• _PROBLEM_:
Search the data for the word "mpsc". Reproduce every line where it is found.

• _INFORMATION SHOWN_:
========================================

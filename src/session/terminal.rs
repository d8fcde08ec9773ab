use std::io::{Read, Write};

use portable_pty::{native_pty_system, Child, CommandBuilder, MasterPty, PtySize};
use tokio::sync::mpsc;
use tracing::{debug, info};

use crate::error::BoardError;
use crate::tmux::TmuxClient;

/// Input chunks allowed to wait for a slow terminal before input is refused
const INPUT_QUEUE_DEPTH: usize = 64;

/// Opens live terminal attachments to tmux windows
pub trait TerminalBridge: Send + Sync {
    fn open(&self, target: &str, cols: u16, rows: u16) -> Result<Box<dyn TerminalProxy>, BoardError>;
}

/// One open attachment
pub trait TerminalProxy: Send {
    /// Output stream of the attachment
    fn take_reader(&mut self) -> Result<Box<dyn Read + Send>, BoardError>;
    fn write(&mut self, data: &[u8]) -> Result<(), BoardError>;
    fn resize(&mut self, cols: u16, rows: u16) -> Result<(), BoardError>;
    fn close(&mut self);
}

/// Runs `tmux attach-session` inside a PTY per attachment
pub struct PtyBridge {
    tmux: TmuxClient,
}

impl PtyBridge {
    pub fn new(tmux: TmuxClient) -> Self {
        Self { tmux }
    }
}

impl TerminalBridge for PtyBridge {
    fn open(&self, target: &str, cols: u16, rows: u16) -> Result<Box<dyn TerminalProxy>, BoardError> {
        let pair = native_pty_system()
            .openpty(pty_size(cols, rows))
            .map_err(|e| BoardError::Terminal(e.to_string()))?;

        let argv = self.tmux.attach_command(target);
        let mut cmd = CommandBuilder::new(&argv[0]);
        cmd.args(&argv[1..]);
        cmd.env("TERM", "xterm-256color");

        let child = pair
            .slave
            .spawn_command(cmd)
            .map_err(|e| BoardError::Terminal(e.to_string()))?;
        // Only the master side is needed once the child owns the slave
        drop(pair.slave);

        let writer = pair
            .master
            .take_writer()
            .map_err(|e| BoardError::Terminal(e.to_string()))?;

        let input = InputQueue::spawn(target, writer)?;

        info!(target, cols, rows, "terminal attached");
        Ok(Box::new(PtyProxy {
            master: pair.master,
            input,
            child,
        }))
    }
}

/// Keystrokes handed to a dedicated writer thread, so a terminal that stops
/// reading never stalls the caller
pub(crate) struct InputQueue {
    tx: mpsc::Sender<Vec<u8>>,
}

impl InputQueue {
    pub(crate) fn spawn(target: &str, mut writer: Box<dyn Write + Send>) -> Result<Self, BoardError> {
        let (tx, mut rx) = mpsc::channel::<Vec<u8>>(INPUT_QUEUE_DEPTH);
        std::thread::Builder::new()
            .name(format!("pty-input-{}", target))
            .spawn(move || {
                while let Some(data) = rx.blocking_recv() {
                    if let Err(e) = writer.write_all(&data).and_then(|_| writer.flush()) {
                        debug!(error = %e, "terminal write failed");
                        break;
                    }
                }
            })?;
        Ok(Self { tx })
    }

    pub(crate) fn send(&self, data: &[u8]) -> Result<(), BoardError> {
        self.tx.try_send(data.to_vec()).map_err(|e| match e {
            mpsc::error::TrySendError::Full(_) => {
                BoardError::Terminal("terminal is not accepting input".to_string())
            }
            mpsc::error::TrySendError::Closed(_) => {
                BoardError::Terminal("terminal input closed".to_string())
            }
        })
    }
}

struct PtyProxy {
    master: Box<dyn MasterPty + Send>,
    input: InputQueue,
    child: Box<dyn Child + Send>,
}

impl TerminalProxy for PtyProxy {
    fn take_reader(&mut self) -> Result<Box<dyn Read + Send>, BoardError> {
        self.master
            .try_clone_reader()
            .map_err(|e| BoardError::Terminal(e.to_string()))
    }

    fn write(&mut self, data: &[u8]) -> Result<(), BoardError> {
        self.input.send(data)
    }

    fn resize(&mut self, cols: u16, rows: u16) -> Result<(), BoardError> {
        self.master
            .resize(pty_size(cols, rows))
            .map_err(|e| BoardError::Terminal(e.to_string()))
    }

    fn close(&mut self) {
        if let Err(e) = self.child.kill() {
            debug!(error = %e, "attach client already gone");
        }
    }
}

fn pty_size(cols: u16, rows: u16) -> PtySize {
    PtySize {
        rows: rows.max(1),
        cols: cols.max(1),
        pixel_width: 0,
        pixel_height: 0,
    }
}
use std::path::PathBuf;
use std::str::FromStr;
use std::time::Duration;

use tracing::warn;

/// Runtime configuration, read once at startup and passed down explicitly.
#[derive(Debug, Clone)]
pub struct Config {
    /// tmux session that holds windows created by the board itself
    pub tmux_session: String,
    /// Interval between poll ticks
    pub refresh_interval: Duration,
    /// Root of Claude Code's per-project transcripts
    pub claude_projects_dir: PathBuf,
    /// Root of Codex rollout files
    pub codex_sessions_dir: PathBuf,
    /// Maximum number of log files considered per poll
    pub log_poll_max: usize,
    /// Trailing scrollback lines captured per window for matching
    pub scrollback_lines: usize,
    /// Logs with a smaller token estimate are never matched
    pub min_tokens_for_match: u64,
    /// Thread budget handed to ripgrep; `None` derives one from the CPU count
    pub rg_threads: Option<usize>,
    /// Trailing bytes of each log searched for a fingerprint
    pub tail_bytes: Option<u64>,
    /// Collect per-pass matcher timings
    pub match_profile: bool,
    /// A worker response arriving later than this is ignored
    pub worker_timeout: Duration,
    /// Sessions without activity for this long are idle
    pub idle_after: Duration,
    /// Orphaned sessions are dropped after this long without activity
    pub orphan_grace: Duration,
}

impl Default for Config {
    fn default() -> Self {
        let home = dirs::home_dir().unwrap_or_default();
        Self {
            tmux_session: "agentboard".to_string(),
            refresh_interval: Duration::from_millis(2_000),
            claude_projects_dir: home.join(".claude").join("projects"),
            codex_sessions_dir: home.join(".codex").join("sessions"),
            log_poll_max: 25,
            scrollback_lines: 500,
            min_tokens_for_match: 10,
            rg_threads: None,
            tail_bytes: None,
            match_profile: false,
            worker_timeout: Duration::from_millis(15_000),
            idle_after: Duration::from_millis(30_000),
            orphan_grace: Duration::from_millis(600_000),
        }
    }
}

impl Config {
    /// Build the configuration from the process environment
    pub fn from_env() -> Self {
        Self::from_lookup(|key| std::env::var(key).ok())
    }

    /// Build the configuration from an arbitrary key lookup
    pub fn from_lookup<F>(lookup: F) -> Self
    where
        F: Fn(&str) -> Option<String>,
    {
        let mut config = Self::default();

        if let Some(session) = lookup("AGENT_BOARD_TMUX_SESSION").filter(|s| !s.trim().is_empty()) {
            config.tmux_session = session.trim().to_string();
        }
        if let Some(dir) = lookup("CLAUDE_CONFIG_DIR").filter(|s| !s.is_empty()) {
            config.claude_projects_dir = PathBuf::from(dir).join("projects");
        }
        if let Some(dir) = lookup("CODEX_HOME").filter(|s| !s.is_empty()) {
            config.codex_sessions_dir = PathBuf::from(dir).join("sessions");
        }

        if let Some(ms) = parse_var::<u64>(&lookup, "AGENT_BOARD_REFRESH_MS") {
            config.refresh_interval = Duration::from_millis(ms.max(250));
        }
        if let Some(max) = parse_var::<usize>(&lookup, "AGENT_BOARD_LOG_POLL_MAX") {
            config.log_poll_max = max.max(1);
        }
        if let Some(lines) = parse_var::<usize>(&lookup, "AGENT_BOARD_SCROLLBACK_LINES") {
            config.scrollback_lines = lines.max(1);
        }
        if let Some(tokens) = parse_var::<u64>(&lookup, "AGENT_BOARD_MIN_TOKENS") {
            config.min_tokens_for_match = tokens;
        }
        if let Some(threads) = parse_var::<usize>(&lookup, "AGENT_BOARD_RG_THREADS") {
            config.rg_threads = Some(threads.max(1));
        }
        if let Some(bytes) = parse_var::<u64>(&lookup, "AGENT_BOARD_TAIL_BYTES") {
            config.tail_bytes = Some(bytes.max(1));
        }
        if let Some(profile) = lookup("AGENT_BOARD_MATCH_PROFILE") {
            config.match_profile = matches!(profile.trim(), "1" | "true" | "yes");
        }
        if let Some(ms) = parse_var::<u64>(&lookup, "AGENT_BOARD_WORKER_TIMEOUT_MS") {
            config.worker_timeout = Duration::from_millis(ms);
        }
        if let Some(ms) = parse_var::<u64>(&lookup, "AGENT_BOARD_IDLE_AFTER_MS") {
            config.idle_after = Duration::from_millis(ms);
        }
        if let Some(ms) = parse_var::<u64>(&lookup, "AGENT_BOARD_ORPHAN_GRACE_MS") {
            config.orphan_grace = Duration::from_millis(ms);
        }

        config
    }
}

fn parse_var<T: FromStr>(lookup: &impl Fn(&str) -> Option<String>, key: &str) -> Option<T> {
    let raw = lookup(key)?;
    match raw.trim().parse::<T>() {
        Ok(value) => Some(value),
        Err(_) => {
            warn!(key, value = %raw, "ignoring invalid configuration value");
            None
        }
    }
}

========================================

• _SOLUTION FOR THIS PROBLEM_:
use tokio::sync::mpsc;
    tx: mpsc::Sender<Vec<u8>>,
        let (tx, mut rx) = mpsc::channel::<Vec<u8>>(INPUT_QUEUE_DEPTH);
            mpsc::error::TrySendError::Full(_) => {
            mpsc::error::TrySendError::Closed(_) => {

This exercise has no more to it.